On June 15, Maryland Governor Robert Ehrlich fired Robert J. Smith, one of his Metro transit authority appointees, because Smith said that “Homosexual behavior, in my view, is deviant.” Smith, who stressed he is a Roman Catholic, said that his characterization reflected his beliefs and were made after hours on a cable TV show. Ehrlich branded his remarks “inappropriate, insensitive and unacceptable.”
Our response to the media was highly critical of Ehrlich:
“Ehrlich is a menace to free speech and a hypocrite, as well. In 2004, reporter David Nitkin and columnist Michael Olesker, both of the Baltimore Sun, incurred the wrath of Ehrlich when Nitkin was blamed for an incorrect map he had nothing to do with and Olesker was blamed for writing about someone’s expression at an event he didn’t attend. On a scale of one to ten, most would put these infractions closer to one than ten. But not Ehrlich—he ordered all state employees not to talk to either man ever again. This merited a New York Times editorial blasting the governor for ‘promulgating an extraordinary ban forbidding tens of thousands of state employees from talking to two Baltimore Sun journalists whose coverage displeased him.’ And the Sun sued Ehrlich.
“Yet when it comes to Maryland Democratic icon William Donald Schaefer, Ehrlich discovers the virtue of free speech. Schaefer, who is comptroller under Ehrlich (the governor is a Republican), went bonkers in 2004 when he had trouble ordering food at a McDonald’s: ‘I don’t want to adjust to another language. This is the United States. They should adjust to us.’ Ehrlich defended Schaefer at the time. And when, in the same year, Schaefer hammered AIDS patients, Ehrlich refused to criticize him.
“The First Amendment protects religious liberty and free speech, and Ehrlich respects neither. To top it off, he exhibits a double standard that smacks of elitism.”

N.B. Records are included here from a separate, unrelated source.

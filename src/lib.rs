//! tag-chips - edit a comma-separated tag field as colored chips.
//!
//! The core ([`tags`]) parses a stored value into unique sentence-case tags,
//! assigns each a color and tracks the expand/collapse and error state. The
//! [`control`] module wraps it in the four-call lifecycle a form host
//! drives, and [`app`] is a terminal host for it.
//!
//! ```
//! use tag_chips::config::TagEditorSettings;
//! use tag_chips::tags::EditorState;
//!
//! let settings = TagEditorSettings::default();
//! let mut state = EditorState::load("Test,Vip,vip,Another", &settings);
//! assert_eq!(state.serialize(), "Test,Vip,Another");
//!
//! assert!(state.add_tag("vip", &settings).is_err());
//! assert_eq!(state.error_message(), Some("Tag already exists."));
//! ```

pub mod app;
pub mod cli;
pub mod config;
pub mod control;
pub mod error;
pub mod events;
pub mod logging;
pub mod tags;
pub mod ui;
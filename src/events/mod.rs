//! Event handling for the terminal host.
//!
//! Terminal input is polled and converted into [`Event`]s that the app loop
//! processes one at a time.

mod handler;

use crossterm::event::KeyEvent;

pub use handler::EventHandler;

/// An event for the app loop.
#[derive(Debug, Clone, PartialEq, Eq)]
pub enum Event {
    /// A key press.
    Key(KeyEvent),
    /// Bracketed paste.
    Paste(String),
    /// The terminal was resized.
    Resize(u16, u16),
    /// No input within the tick rate.
    Tick,
}
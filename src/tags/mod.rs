//! Tag editor core.
//!
//! Everything in here is independent of the terminal and of any host: feed
//! it raw strings and settings, get back tags, colors and state transitions.

mod color;
mod normalize;
mod state;

pub use color::{color_for, hashed_color, tag_hash, TagPalette, DYNAMIC_COLORS};
pub use normalize::{normalize_tag, same_tag, tag_length, TagList, TAG_SEPARATOR};
pub use state::{EditorState, Mutation, TagError, ViewState};
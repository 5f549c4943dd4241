//! Terminal form host.
//!
//! [`App`] plays the part of the form framework: it owns the bound field
//! value and the control options, drives the [`TagEditorControl`] through
//! its lifecycle, pulls the output whenever the control reports a change,
//! and feeds the new value back in as a refresh.

use std::cell::Cell;
use std::io;
use std::path::PathBuf;
use std::rc::Rc;

use crossterm::event::{
    DisableBracketedPaste, EnableBracketedPaste, KeyCode, KeyEvent, KeyModifiers,
};
use crossterm::execute;
use crossterm::terminal::{
    disable_raw_mode, enable_raw_mode, EnterAlternateScreen, LeaveAlternateScreen,
};
use ratatui::{
    backend::CrosstermBackend,
    layout::{Constraint, Direction, Layout},
    style::{Color, Style},
    text::{Line, Span},
    widgets::Paragraph,
    Frame, Terminal,
};
use tracing::{debug, info, warn};

use crate::config::{Config, ControlProperties};
use crate::control::{ControlMode, FieldControl, TagEditorControl};
use crate::error::{AppError, Result};
use crate::events::{Event, EventHandler};
use crate::ui::{TagEditor, TagEditorAction};

/// Restores the terminal when dropped, including on panic.
struct TerminalGuard {
    active: bool,
}

impl TerminalGuard {
    fn new() -> Result<Self> {
        enable_raw_mode()?;
        execute!(io::stdout(), EnterAlternateScreen, EnableBracketedPaste)?;
        Ok(Self { active: true })
    }

    fn restore(&mut self) -> Result<()> {
        if self.active {
            self.active = false;
            disable_raw_mode()?;
            execute!(io::stdout(), DisableBracketedPaste, LeaveAlternateScreen)?;
        }
        Ok(())
    }
}

impl Drop for TerminalGuard {
    fn drop(&mut self) {
        if self.active {
            let _ = disable_raw_mode();
            let _ = execute!(io::stdout(), DisableBracketedPaste, LeaveAlternateScreen);
        }
    }
}

/// The terminal host application.
pub struct App {
    control: TagEditorControl,
    editor: TagEditor,
    /// Host-side copy of the bound field and options.
    properties: ControlProperties,
    /// Command-line overrides, re-applied on every reload.
    overrides: ControlProperties,
    mode: ControlMode,
    config_path: Option<PathBuf>,
    /// Set by the control's output-changed callback.
    output_changed: Rc<Cell<bool>>,
    status: Option<String>,
    should_quit: bool,
}

impl App {
    /// Create the host and initialize the control.
    ///
    /// `overrides` win over the config file's `[control]` table.
    pub fn new(
        config: Config,
        overrides: ControlProperties,
        mode: ControlMode,
        config_path: Option<PathBuf>,
    ) -> Self {
        let mut properties = config.control;
        properties.merge(overrides.clone());

        let output_changed = Rc::new(Cell::new(false));
        let flag = Rc::clone(&output_changed);

        let mut control = TagEditorControl::new(config.behavior);
        control.init(&properties, mode, Box::new(move || flag.set(true)));

        Self {
            control,
            editor: TagEditor::new("Tags"),
            properties,
            overrides,
            mode,
            config_path,
            output_changed,
            status: None,
            should_quit: false,
        }
    }

    /// The bound field value as the host currently holds it.
    pub fn field_value(&self) -> &str {
        self.properties.raw_value()
    }

    /// The control being hosted.
    pub fn control(&self) -> &TagEditorControl {
        &self.control
    }

    /// Whether the loop should end.
    pub fn should_quit(&self) -> bool {
        self.should_quit
    }

    /// Last status message.
    pub fn status(&self) -> Option<&str> {
        self.status.as_deref()
    }

    /// Process one event to completion.
    pub fn handle_event(&mut self, event: Event) {
        match event {
            Event::Key(key) => self.handle_key(key),
            Event::Paste(text) => {
                for c in text.chars().filter(|c| !c.is_control()) {
                    let key = KeyEvent::new(KeyCode::Char(c), KeyModifiers::NONE);
                    self.editor.handle_input(key, &mut self.control);
                }
            }
            Event::Resize(..) | Event::Tick => {}
        }
        self.sync_output();
    }

    fn handle_key(&mut self, key: KeyEvent) {
        match (key.code, key.modifiers) {
            (KeyCode::Char('c'), KeyModifiers::CONTROL) => self.should_quit = true,
            (KeyCode::Char('r'), KeyModifiers::CONTROL) => self.reload(),
            _ => {
                if let Some(TagEditorAction::Close) =
                    self.editor.handle_input(key, &mut self.control)
                {
                    self.should_quit = true;
                }
            }
        }
    }

    /// Pull the control's output after it reported a change, then refresh it
    /// with the persisted value the way a form host does.
    fn sync_output(&mut self) {
        if !self.output_changed.replace(false) {
            return;
        }
        let output = self.control.get_output();
        debug!(value = %output, "Persisting field value");
        self.properties.value = Some(output);
        self.control.update_view(&self.properties, self.mode);
        self.status = None;
    }

    /// Reload options from the config file and refresh the control.
    ///
    /// The bound value stays as the host holds it.
    fn reload(&mut self) {
        let loaded = match &self.config_path {
            Some(path) => Config::load_from(path),
            None => Config::load(),
        };
        match loaded {
            Ok(config) => {
                let value = self.properties.value.take();
                let mut properties = config.control;
                properties.merge(self.overrides.clone());
                properties.value = value;
                self.properties = properties;
                self.control.update_view(&self.properties, self.mode);
                self.status = Some("Configuration reloaded".to_string());
                info!("Configuration reloaded");
            }
            Err(e) => {
                warn!(error = %e, "Failed to reload configuration");
                self.status = Some(AppError::from(e).user_message());
            }
        }
    }

    /// Draw the host screen.
    pub fn render(&self, frame: &mut Frame) {
        let chunks = Layout::default()
            .direction(Direction::Vertical)
            .constraints([Constraint::Min(7), Constraint::Length(1)])
            .split(frame.area());

        self.editor.render(frame, chunks[0], &self.control.view());

        let mut spans = vec![
            Span::styled("Value: ", Style::default().fg(Color::Cyan)),
            Span::raw(self.field_value().to_string()),
        ];
        if let Some(status) = &self.status {
            spans.push(Span::styled(
                format!("  {}", status),
                Style::default().fg(Color::DarkGray),
            ));
        }
        frame.render_widget(Paragraph::new(Line::from(spans)), chunks[1]);
    }

    /// Run the editor in the terminal until the user closes it.
    ///
    /// Returns the final field value.
    pub fn run(mut self) -> Result<String> {
        let mut guard = TerminalGuard::new()?;
        let mut terminal = Terminal::new(CrosstermBackend::new(io::stdout()))
            .map_err(|e| AppError::terminal(e.to_string()))?;
        let events = EventHandler::new();

        while !self.should_quit {
            terminal.draw(|frame| self.render(frame))?;
            let event = events.next()?;
            self.handle_event(event);
        }

        guard.restore()?;
        Ok(self.finish())
    }

    /// Tear the control down and return the final value.
    pub fn finish(mut self) -> String {
        let output = self.control.get_output();
        self.control.destroy();
        output
    }
}
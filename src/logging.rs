//! Logging configuration using the tracing ecosystem.
//!
//! Logs go to a daily rotating file so they never draw over the editor.

use std::path::PathBuf;

use tracing_appender::rolling::{RollingFileAppender, Rotation};
use tracing_subscriber::{filter::EnvFilter, fmt, prelude::*};

/// Default log level if RUST_LOG is not set.
const DEFAULT_LOG_FILTER: &str = "tag_chips=info,warn";

/// Initialize the logging system.
///
/// Logs are written to `<local data dir>/tag-chips/logs/tag-chips.log`,
/// rotated daily. Set `RUST_LOG=tag_chips=debug` to see every state
/// transition.
///
/// # Errors
///
/// Returns an error if the log directory cannot be determined or created,
/// or if a global subscriber is already set.
pub fn init() -> anyhow::Result<()> {
    let log_dir = get_log_directory()?;
    std::fs::create_dir_all(&log_dir)?;

    let file_appender = RollingFileAppender::new(Rotation::DAILY, &log_dir, "tag-chips.log");

    let filter =
        EnvFilter::try_from_default_env().unwrap_or_else(|_| EnvFilter::new(DEFAULT_LOG_FILTER));

    let subscriber = tracing_subscriber::registry()
        .with(
            fmt::layer()
                .with_writer(file_appender)
                .with_ansi(false)
                .with_target(true)
                .with_file(true)
                .with_line_number(true),
        )
        .with(filter);

    tracing::subscriber::set_global_default(subscriber)?;

    tracing::info!(version = env!("CARGO_PKG_VERSION"), "tag-chips starting up");
    tracing::debug!(log_dir = %log_dir.display(), "Log directory");

    Ok(())
}

fn get_log_directory() -> anyhow::Result<PathBuf> {
    let base_dir = dirs::data_local_dir()
        .ok_or_else(|| anyhow::anyhow!("Could not determine local data directory"))?;

    Ok(base_dir.join("tag-chips").join("logs"))
}

/// Get the path where logs are stored.
pub fn log_directory() -> Option<PathBuf> {
    get_log_directory().ok()
}

/// Log application shutdown.
pub fn shutdown() {
    tracing::info!("tag-chips shutting down");
}
//! Raw control properties as supplied by the host.

use serde::{Deserialize, Serialize};

/// The six named options a host binds to the tag editor.
///
/// Every value is optional and loosely typed: hosts routinely hand over
/// missing or nonsensical values, and resolution into a usable snapshot is
/// left to [`TagEditorSettings::from_properties`](super::TagEditorSettings::from_properties).
/// Field names accept both snake case and the camel case used by form
/// manifests.
#[derive(Debug, Clone, Default, PartialEq, Eq, Serialize, Deserialize)]
#[serde(default)]
pub struct ControlProperties {
    /// The bound field's raw comma-separated value.
    #[serde(alias = "tagsValue")]
    pub value: Option<String>,
    /// Chip color used when dynamic colors are off.
    #[serde(alias = "defaultTagColor")]
    pub default_tag_color: Option<String>,
    /// Whether chips get per-tag colors.
    #[serde(alias = "useDynamicColors")]
    pub use_dynamic_colors: Option<bool>,
    /// JSON object mapping tag text to a color.
    #[serde(alias = "customTagPalette")]
    pub custom_tag_palette: Option<String>,
    /// Number of chips shown before the rest collapse behind "+N".
    #[serde(alias = "maxTagsToShow")]
    pub max_tags_to_show: Option<i64>,
    /// Maximum tag length in characters.
    #[serde(alias = "maxTagLength")]
    pub max_tag_length: Option<i64>,
}

impl ControlProperties {
    /// Create properties bound to the given raw value.
    pub fn with_value(value: impl Into<String>) -> Self {
        Self {
            value: Some(value.into()),
            ..Self::default()
        }
    }

    /// The bound raw value, or an empty string when the field is unset.
    pub fn raw_value(&self) -> &str {
        self.value.as_deref().unwrap_or_default()
    }

    /// Overlay every property set in `other` on top of `self`.
    pub fn merge(&mut self, other: ControlProperties) {
        if other.value.is_some() {
            self.value = other.value;
        }
        if other.default_tag_color.is_some() {
            self.default_tag_color = other.default_tag_color;
        }
        if other.use_dynamic_colors.is_some() {
            self.use_dynamic_colors = other.use_dynamic_colors;
        }
        if other.custom_tag_palette.is_some() {
            self.custom_tag_palette = other.custom_tag_palette;
        }
        if other.max_tags_to_show.is_some() {
            self.max_tags_to_show = other.max_tags_to_show;
        }
        if other.max_tag_length.is_some() {
            self.max_tag_length = other.max_tag_length;
        }
    }
}

#[cfg(test)]
mod tests {
    use super::*;

    #[test]
    fn test_raw_value_defaults_to_empty() {
        assert_eq!(ControlProperties::default().raw_value(), "");
        assert_eq!(ControlProperties::with_value("a,b").raw_value(), "a,b");
    }

    #[test]
    fn test_merge_overrides_only_set_fields() {
        let mut base = ControlProperties {
            value: Some("a".to_string()),
            max_tag_length: Some(15),
            ..ControlProperties::default()
        };
        base.merge(ControlProperties {
            max_tags_to_show: Some(3),
            ..ControlProperties::default()
        });

        assert_eq!(base.value.as_deref(), Some("a"));
        assert_eq!(base.max_tag_length, Some(15));
        assert_eq!(base.max_tags_to_show, Some(3));
    }

    #[test]
    fn test_deserialize_manifest_names() {
        let props: ControlProperties = toml::from_str(
            r##"
            tagsValue = "Test,Vip"
            defaultTagColor = "#000000"
            useDynamicColors = true
            customTagPalette = '{"Vip":"#FF0000"}'
            maxTagsToShow = 4
            maxTagLength = 12
            "##,
        )
        .unwrap();

        assert_eq!(props.raw_value(), "Test,Vip");
        assert_eq!(props.default_tag_color.as_deref(), Some("#000000"));
        assert_eq!(props.use_dynamic_colors, Some(true));
        assert_eq!(props.custom_tag_palette.as_deref(), Some(r##"{"Vip":"#FF0000"}"##));
        assert_eq!(props.max_tags_to_show, Some(4));
        assert_eq!(props.max_tag_length, Some(12));
    }

    #[test]
    fn test_deserialize_snake_case_names() {
        let props: ControlProperties =
            toml::from_str("value = \"x\"\nmax_tag_length = 5\n").unwrap();
        assert_eq!(props.raw_value(), "x");
        assert_eq!(props.max_tag_length, Some(5));
    }
}
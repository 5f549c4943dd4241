//! Reusable UI components.

mod input;
mod tag_editor;

pub use input::TextInput;
pub use tag_editor::{TagEditor, TagEditorAction};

The issue did not end there. On June 21, Bill Donohue was interviewed on a Baltimore radio program, “The Ron Smith Show” (WBAL). One of the callers was Maryland’s Secretary of Education Robert Flanagan. What began as a cordial disagreement quickly evolved into a heated exchange: after Donohue cited theCatholic Catechism’s teaching that homosexuality is “intrinsically disordered,” Flanagan denied this was true. It ended with Donohue blasting Flanagan for being so ignorant about his own religion.